同誌は今年5月13日、4年前と同じ六本木ヒルズで開かれた最新版育鵬社教科書の出版記念集会の模様をレポートしているが、記事よれば、安倍首相本人こそ姿を見せなかったものの、安倍首相の盟友中の盟友と言われる参議院議員の衛藤晟一・首相補佐官も登壇し、次のような趣旨を述べたという。
「安倍政権は、日本の前途と歴史教育を考える議員の会(教科書議連、1997年〜)の議員が中心になって誕生させた。第三次政権の中核は議連メンバーが占める。安倍首相と『慰安婦』問題を追及し教育基本法を改正した。もう一つが教科書だ」
「この素晴らしい育鵬社の教科書を採択できるように努力したい。私どもの考えと近い首長を選んで、そこで教育行政がきちんと行なわれるように、その意思を受けた教育長が選任されなければいけない。教育長と首長がどういう教科書を採択するか、決める権限がある。いよいよ本番だ。教科書採択にかかっている」
また、育鵬社教科書の執筆者で、安倍首相の私的諮問機関・教育再生実行会議の委員である八木秀次氏もこんなスピーチをしたという。

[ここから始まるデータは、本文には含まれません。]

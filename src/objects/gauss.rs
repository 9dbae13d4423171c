use bevy::prelude::*;
use rand::prelude::*;
use rand::rngs::StdRng;
use rand_distr::{Distribution, Normal};

/// GameRng struct: Resource
///
/// The single random source for spawning and procedural placement. Seedable
/// so headless tests replay exactly.
#[derive(Resource)]
pub struct GameRng(pub StdRng);

impl Default for GameRng {
    fn default() -> Self {
        GameRng(StdRng::from_os_rng())
    }
}

impl GameRng {
    pub fn seeded(seed: u64) -> Self {
        GameRng(StdRng::seed_from_u64(seed))
    }
}

/// Uniform draw in `[low, high)`; degenerate ranges return `low`.
pub fn uniform<R: Rng + ?Sized>(rng: &mut R, low: f32, high: f32) -> f32 {
    low + rng.random::<f32>() * (high - low)
}

/// Normal distribution whose samples are clamped to `[lower, upper]`.
pub struct Gauss {
    distribution: Normal<f32>,
    lower: f32,
    upper: f32,
}

impl Gauss {
    /// `None` when `std` is not a positive finite number or the bounds are
    /// inverted.
    pub fn clamped(mean: f32, std: f32, lower: f32, upper: f32) -> Option<Gauss> {
        if !(std > 0.0 && std.is_finite()) || !(lower <= upper) {
            return None;
        }

        Normal::new(mean, std).ok().map(|distribution| Gauss {
            distribution,
            lower,
            upper,
        })
    }

    pub fn sample<R: Rng + ?Sized>(&self, rng: &mut R) -> f32 {
        self.distribution.sample(rng).clamp(self.lower, self.upper)
    }
}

「安倍内閣のもとで教育再生をどんどん進めている中で、結果を出さなければ恥ずかしい。育鵬社の教科書がどれだけ採択されるのかによって、安倍内閣の教育改革の真価が問われる」
実はこの育鵬社の公民教科書には、与野党での国会議論の様子、国会内閣総理大臣指名……などなど、ことあるごとに安倍首相の写真が掲載されている。その数、なんと15枚(!)。ほかにも重要人物がいるなかで、時の首相の写真だけをこれだけ掲載するのはあまりにアンバランスである。
『新編 新しいみんなの公民』より
もし自分が中学生であったらこのくどさに逆ギレしそうだが、ようするに、この育鵬社の教科書は安倍政権による安倍政権のための教科書なのだ。
今回の教科書採択は各地区で8月末までに決定されることになっているのだが、こんな独裁国家のような偏った教科書を本当に子ども達に読ませていいのか。全国の教育関係者の皆さんにはぜひ再考してほしいところだ。